EXERCISE INTENSITY INCREASE IS HARDER THAN DURATION INCREASE
Rusko, H. K. (2004). Influence of increased duration or intensity on training load as evaluated by EPOC and TRIMPS. Medicine and Science in Sports and Exercise, 36(5), Supplement abstract 1023.
"The index of training load (TRIMPS) is calculated from the relative intensity and duration of exercise multiplied by a factor describing blood lactate (Bla) vs. relative intensity relation. Excess Post-exercise Oxygen Consumption (EPOC) also increases with the intensity and duration of exercise and can be used as a physiological variable to indicate the training load" (p. S144).

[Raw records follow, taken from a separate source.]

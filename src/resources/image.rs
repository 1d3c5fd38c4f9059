//! Image descriptors and zoom-aware image data resolution.
//!
//! An image is described by a stable key plus an [`ImageDataProvider`] that
//! may supply hand-tuned data per zoom. When it has nothing for the
//! requested zoom, the 100% data is scaled to fit.

use std::fmt;
use std::hash::{Hash, Hasher};
use std::rc::Rc;

use tracing::trace;

use super::registry::{Resource, ScaledResourceRegistry};
use crate::error::{ZoomError, ZoomResult};
use crate::scaling::scaled_image_size;
use crate::zoom::ZoomLevel;

/// Pixel dimensions of one image representation.
#[derive(Debug, Clone, Copy, PartialEq, Eq, Hash)]
pub struct ImageData {
    pub width: u32,
    pub height: u32,
}

impl ImageData {
    pub fn new(width: u32, height: u32) -> Self {
        Self { width, height }
    }

    /// Dimensions multiplied by `factor`, rounded to the nearest pixel.
    pub fn scaled(self, factor: f32) -> Self {
        let (width, height) = scaled_image_size(self.width, self.height, factor);
        Self { width, height }
    }
}

/// Supplies image data for a zoom level, or `None` if it has no
/// representation at that zoom.
pub trait ImageDataProvider {
    fn image_data(&self, zoom: ZoomLevel) -> Option<ImageData>;
}

impl<F> ImageDataProvider for F
where
    F: Fn(ZoomLevel) -> Option<ImageData>,
{
    fn image_data(&self, zoom: ZoomLevel) -> Option<ImageData> {
        self(zoom)
    }
}

/// Image data for `zoom`, falling back to the 100% data scaled by
/// `zoom / 100`.
pub fn resolve_image_data(
    key: &str,
    provider: &dyn ImageDataProvider,
    zoom: ZoomLevel,
) -> ZoomResult<ImageData> {
    if let Some(data) = provider.image_data(zoom) {
        return Ok(data);
    }
    if !zoom.is_reference() {
        if let Some(base) = provider.image_data(ZoomLevel::REFERENCE) {
            trace!(key, %zoom, "auto-scaling 100% image data");
            return Ok(base.scaled(zoom.scale_factor()));
        }
    }
    Err(ZoomError::MissingImageData {
        key: key.to_string(),
    })
}

/// Registry key for images. Equality and hashing use `key` only.
#[derive(Clone)]
pub struct ImageDescriptor {
    key: String,
    provider: Rc<dyn ImageDataProvider>,
}

impl ImageDescriptor {
    pub fn new(key: impl Into<String>, provider: Rc<dyn ImageDataProvider>) -> Self {
        Self {
            key: key.into(),
            provider,
        }
    }

    /// Descriptor for a single fixed-size image that exists only at 100%.
    pub fn fixed(key: impl Into<String>, data: ImageData) -> Self {
        let provider = move |zoom: ZoomLevel| zoom.is_reference().then_some(data);
        Self::new(key, Rc::new(provider))
    }

    pub fn key(&self) -> &str {
        &self.key
    }

    pub fn provider(&self) -> &dyn ImageDataProvider {
        self.provider.as_ref()
    }

    /// Resolve this image's data at `zoom`.
    pub fn data_at(&self, zoom: ZoomLevel) -> ZoomResult<ImageData> {
        resolve_image_data(&self.key, self.provider(), zoom)
    }
}

impl PartialEq for ImageDescriptor {
    fn eq(&self, other: &Self) -> bool {
        self.key == other.key
    }
}

impl Eq for ImageDescriptor {}

impl Hash for ImageDescriptor {
    fn hash<H: Hasher>(&self, state: &mut H) {
        self.key.hash(state);
    }
}

impl fmt::Debug for ImageDescriptor {
    fn fmt(&self, f: &mut fmt::Formatter<'_>) -> fmt::Result {
        f.debug_tuple("ImageDescriptor").field(&self.key).finish()
    }
}

pub type ImageRegistry = ScaledResourceRegistry<ImageDescriptor>;

impl ScaledResourceRegistry<ImageDescriptor> {
    /// The image at `zoom`. Fails with [`ZoomError::MissingImageData`] when
    /// the provider has no data at all, before anything is allocated.
    pub fn image(&mut self, descriptor: &ImageDescriptor, zoom: ZoomLevel) -> ZoomResult<Resource> {
        if !self.contains(descriptor, zoom) {
            descriptor.data_at(self.base_zoom())?;
            descriptor.data_at(zoom)?;
        }
        self.get_or_create(descriptor, zoom)
    }
}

This study evaluated the effect of increased duration or intensity of exercise on training load as evaluated by EPOC and TRIMPS. Healthy physically active men (N = 8) performed three constant velocity running exercises on an inclined (3°) treadmill: 21 and 40 min at 9.3 km/h, 68% of vVO2max (CV2168% and CV4068%, respectively), and 21 min at 10.8 km/h, 79% of vVO2max. EPOC and TRIMPS were calculated from VO2 and RR interval data measured before, during and after exercises.
EPOC and TRIMPS correlated significantly with each other (r = 0.80), with peakHR (r = 0.62 and 0.87) and with BLa (r = 0.68 and 0.74), respectively. Neither EPOC nor TRIMPS correlated with peakRPE during the exercises.
Implication. Increase in exercise intensity induces greater increments in training load than an increase in training duration. TRIMPS is more sensitive to training intensity than EPOC.